Rachel McAdams and Dylan O’Brien prove to be a pitch perfect pairing. Their antagonistic will-they-won’t-they energy is genuinely off the charts. In any given scene, you don’t know if they’re going to fight, fuck, kill each other, or profess their undying love. McAdams is at the top of her game, clearly having a blast digging into the confidence-porn aspects of Linda, along with her increasingly visible bouts of mania. She’s always a trusted performer, but here she’s so feral and fun it’s a genuine thrill to watch her cut loose. She absolutely kills it. O’Brien is also really good as the love-to-hate-him spoiled executive type who’s never gotten his hands dirty outside of the boardroom. He’s soft, squirrelly, pathetic; all traits perfectly embodied by his snide little staccato laugh.
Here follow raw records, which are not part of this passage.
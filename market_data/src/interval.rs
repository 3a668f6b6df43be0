//! Sampling intervals supported by the service
//!
//! The wire strings match the Twelve Data interval names; the same enum also
//! drives how far apart the forecast timestamps are placed.

use crate::error::{MarketDataError, Result};
use chrono::{Duration, NaiveDateTime};
use std::fmt;
use std::str::FromStr;

/// Bar sampling interval
#[derive(Debug, Clone, Copy, PartialEq, Eq, Hash)]
pub enum Interval {
    OneMinute,
    FiveMinutes,
    FifteenMinutes,
    ThirtyMinutes,
    OneHour,
    TwoHours,
    FourHours,
    OneDay,
}

impl Interval {
    /// Vendor query string for this interval
    pub fn as_str(&self) -> &'static str {
        match self {
            Interval::OneMinute => "1min",
            Interval::FiveMinutes => "5min",
            Interval::FifteenMinutes => "15min",
            Interval::ThirtyMinutes => "30min",
            Interval::OneHour => "1h",
            Interval::TwoHours => "2h",
            Interval::FourHours => "4h",
            Interval::OneDay => "1day",
        }
    }

    /// Time between consecutive bars
    pub fn step(&self) -> Duration {
        match self {
            Interval::OneMinute => Duration::minutes(1),
            Interval::FiveMinutes => Duration::minutes(5),
            Interval::FifteenMinutes => Duration::minutes(15),
            Interval::ThirtyMinutes => Duration::minutes(30),
            Interval::OneHour => Duration::hours(1),
            Interval::TwoHours => Duration::hours(2),
            Interval::FourHours => Duration::hours(4),
            Interval::OneDay => Duration::days(1),
        }
    }

    /// Create `horizon` future timestamps following `last`, stepped by this
    /// interval. The first returned timestamp is one step after `last`.
    pub fn future_timestamps(&self, last: NaiveDateTime, horizon: usize) -> Vec<NaiveDateTime> {
        let mut timestamps = Vec::with_capacity(horizon);
        let mut current = last;

        for _ in 0..horizon {
            current = current + self.step();
            timestamps.push(current);
        }

        timestamps
    }
}

impl Default for Interval {
    fn default() -> Self {
        Interval::OneHour
    }
}

impl fmt::Display for Interval {
    fn fmt(&self, f: &mut fmt::Formatter<'_>) -> fmt::Result {
        f.write_str(self.as_str())
    }
}

impl FromStr for Interval {
    type Err = MarketDataError;

    fn from_str(s: &str) -> Result<Self> {
        match s {
            "1min" => Ok(Interval::OneMinute),
            "5min" => Ok(Interval::FiveMinutes),
            "15min" => Ok(Interval::FifteenMinutes),
            "30min" => Ok(Interval::ThirtyMinutes),
            "1h" => Ok(Interval::OneHour),
            "2h" => Ok(Interval::TwoHours),
            "4h" => Ok(Interval::FourHours),
            "1day" => Ok(Interval::OneDay),
            other => Err(MarketDataError::InvalidInterval(other.to_string())),
        }
    }
}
The script from Damien Shannon and Mark Swift is imperfect. There’s definitely some extra meat on the bones, and with a tighter edit it might have been a little more lean and mean. Still, the way it blends Cast Away with Fatal Attraction makes for something effortlessly watchable, even if not quite transcendent. It’s been a long time since Sam Raimi felt this at ease inside a genre sandbox. And while Send Help doesn’t fully qualify as pure horror—it leans heavily into survival-thriller and psychosexual territory—it’s the closest he’s come to that space since Drag Me to Hell. It may not reach those same intoxicating highs, but there’s something undeniably satisfying about watching Raimi get back to his roots and dirty his hands again.

[READ MORE: Our review of ‘Doctor Strange and the Multiverse of Madness‘ directed by Sam Raimi and starring Rachel McAdams]

Send Help ultimately knows how to keep its head above water. As an early-year genre release, it doesn’t reinvent the wheel, but it navigates the terrain with enough skill to stay afloat. It’s far from perfect, but with killer performances from Rachel McAdams and Dylan O’Brien, and Raimi’s willingness to get bloody, weird, and a bit unhinged, it ends up feeling like a messy but worthy rescue mission for a usually grim release window.

CONCLUSION: Come get some. Sam Raimi is (mostly) back in the horror business with ‘Send Help’, a campy desert island survival movie about a survivalist employee and her prick boss who get stranded together after a plane crash. Dylan O’Brien is a convincingly smug douche, while Rachel McAdams is electrifying as the dangerously capable femme fatale.